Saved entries

□ □ □ □

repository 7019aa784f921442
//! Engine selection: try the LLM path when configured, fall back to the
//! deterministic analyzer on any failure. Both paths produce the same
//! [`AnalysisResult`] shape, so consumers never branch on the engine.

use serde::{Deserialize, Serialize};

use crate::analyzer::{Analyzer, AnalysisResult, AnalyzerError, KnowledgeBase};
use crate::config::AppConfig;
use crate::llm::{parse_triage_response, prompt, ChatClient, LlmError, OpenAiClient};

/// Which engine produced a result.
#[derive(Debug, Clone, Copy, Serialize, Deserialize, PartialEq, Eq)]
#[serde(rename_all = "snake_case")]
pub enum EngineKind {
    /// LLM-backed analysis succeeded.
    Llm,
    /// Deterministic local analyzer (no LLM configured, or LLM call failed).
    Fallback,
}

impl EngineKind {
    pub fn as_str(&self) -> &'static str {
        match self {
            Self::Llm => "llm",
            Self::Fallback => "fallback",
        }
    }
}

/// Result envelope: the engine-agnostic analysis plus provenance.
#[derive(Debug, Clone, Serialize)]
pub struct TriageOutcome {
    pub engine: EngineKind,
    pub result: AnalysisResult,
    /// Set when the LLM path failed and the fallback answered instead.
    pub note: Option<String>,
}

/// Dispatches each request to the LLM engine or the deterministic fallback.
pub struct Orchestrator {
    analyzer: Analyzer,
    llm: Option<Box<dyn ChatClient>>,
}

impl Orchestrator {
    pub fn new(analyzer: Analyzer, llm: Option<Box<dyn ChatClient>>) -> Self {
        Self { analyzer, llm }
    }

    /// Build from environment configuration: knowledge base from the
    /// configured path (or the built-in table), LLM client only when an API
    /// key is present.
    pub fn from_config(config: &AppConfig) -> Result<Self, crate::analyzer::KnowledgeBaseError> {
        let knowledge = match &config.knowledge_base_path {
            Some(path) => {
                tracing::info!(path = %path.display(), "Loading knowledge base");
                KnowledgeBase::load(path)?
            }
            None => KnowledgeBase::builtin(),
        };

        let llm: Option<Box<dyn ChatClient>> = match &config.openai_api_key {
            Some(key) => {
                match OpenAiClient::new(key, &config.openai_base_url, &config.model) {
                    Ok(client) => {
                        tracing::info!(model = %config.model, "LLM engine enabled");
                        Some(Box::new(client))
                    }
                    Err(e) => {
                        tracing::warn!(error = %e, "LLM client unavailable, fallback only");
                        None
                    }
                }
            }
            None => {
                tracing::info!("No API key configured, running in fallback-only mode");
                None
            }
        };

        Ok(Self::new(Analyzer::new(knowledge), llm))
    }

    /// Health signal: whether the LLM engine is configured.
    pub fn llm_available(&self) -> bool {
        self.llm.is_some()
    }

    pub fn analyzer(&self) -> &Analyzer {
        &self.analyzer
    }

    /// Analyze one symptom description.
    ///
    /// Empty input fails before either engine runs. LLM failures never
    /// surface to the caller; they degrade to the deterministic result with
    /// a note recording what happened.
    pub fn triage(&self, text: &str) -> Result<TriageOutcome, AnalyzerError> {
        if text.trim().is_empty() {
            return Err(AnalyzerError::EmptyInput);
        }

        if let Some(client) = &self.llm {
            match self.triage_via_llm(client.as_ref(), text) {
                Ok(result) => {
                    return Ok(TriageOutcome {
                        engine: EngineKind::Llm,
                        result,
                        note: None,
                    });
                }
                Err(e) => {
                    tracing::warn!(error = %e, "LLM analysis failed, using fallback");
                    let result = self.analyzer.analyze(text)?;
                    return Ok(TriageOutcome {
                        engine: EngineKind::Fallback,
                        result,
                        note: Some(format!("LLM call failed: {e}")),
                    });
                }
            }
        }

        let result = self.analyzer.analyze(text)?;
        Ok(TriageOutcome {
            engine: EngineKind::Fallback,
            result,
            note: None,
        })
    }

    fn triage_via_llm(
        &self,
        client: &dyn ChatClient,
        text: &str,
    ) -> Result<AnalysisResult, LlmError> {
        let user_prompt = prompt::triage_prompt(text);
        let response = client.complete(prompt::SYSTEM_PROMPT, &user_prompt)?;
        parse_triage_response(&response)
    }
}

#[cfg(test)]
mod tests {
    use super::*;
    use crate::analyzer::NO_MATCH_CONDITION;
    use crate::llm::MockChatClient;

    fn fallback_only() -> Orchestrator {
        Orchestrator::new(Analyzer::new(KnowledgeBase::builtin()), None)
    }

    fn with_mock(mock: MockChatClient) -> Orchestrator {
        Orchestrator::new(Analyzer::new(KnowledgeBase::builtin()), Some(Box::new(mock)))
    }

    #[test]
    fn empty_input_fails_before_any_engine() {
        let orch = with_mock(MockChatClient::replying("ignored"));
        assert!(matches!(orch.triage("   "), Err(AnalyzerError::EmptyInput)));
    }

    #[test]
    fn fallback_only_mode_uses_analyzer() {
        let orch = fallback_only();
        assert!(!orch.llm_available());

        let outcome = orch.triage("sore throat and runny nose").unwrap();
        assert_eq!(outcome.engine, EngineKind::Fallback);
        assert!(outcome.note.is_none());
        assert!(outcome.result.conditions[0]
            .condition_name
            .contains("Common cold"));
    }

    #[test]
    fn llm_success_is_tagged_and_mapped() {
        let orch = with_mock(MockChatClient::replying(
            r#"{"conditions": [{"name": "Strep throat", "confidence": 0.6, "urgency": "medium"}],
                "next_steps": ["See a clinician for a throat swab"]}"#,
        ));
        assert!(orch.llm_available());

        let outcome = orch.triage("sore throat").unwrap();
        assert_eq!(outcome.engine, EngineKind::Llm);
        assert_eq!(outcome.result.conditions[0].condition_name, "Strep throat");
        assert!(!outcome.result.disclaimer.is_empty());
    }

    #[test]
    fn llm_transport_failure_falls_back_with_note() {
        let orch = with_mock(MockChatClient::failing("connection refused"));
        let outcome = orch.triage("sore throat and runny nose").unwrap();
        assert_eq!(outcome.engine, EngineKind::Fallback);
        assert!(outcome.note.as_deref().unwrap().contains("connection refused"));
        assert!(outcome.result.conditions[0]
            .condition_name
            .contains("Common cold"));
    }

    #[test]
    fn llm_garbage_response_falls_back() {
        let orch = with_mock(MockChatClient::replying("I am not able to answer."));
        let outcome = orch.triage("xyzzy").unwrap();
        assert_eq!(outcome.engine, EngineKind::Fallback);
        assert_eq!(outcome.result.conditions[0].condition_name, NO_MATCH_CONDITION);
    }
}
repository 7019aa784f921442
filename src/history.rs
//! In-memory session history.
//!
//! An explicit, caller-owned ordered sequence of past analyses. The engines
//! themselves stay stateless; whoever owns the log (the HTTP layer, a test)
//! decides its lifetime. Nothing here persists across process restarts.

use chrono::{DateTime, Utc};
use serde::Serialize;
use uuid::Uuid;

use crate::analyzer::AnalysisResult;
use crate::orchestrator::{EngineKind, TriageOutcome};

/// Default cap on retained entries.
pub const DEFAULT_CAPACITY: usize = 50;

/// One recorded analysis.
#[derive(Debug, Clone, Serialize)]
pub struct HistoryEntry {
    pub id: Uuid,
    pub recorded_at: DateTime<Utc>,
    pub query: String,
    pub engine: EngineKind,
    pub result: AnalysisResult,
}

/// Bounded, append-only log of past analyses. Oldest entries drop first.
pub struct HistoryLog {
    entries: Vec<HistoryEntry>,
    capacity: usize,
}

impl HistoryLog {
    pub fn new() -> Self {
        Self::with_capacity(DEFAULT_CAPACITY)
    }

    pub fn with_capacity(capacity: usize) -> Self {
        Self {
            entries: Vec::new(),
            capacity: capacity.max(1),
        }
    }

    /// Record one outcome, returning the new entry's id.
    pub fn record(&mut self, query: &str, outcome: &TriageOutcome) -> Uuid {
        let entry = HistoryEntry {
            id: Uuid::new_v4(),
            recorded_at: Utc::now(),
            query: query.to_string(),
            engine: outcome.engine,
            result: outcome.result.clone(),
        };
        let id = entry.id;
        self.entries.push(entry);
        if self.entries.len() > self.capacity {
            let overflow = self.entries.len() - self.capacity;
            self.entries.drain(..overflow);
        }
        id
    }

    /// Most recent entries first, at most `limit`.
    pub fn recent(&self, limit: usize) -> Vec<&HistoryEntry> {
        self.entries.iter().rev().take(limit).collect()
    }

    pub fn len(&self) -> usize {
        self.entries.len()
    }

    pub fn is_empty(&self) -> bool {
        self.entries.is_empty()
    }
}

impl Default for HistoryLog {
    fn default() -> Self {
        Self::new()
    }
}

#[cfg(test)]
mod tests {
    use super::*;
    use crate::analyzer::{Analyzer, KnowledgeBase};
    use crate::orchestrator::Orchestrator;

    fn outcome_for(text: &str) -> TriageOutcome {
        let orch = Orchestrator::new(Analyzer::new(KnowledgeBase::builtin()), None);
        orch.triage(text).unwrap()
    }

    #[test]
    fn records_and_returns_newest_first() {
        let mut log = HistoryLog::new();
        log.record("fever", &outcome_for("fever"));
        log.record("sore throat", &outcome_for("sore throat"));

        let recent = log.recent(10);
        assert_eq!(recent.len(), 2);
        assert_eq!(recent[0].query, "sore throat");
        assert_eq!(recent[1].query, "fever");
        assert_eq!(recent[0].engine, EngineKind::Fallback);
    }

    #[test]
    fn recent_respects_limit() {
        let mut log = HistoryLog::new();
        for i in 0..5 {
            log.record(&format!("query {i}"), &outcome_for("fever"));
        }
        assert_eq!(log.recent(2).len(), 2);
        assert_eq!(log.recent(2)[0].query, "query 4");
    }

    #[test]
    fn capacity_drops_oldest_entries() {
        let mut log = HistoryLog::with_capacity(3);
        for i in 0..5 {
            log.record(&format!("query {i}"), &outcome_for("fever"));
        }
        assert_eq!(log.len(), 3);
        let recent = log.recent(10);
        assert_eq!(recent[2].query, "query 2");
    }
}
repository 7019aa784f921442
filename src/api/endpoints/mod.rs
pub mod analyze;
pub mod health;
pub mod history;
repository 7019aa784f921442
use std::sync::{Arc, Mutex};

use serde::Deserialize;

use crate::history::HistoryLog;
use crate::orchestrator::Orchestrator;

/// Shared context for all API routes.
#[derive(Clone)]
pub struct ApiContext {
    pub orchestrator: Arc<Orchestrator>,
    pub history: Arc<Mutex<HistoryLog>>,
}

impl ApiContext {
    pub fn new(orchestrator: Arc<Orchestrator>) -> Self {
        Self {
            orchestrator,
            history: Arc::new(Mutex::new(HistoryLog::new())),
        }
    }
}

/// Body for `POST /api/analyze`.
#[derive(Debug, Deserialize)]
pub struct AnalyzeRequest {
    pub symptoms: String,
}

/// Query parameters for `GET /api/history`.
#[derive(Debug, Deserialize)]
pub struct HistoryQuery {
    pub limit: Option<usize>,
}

□ □ □ □

[WHAT TO PRODUCE]:
Report the number of lines above containing the string "AppConfig" as your sole answer.

[COMPLETED EXERCISE]:
2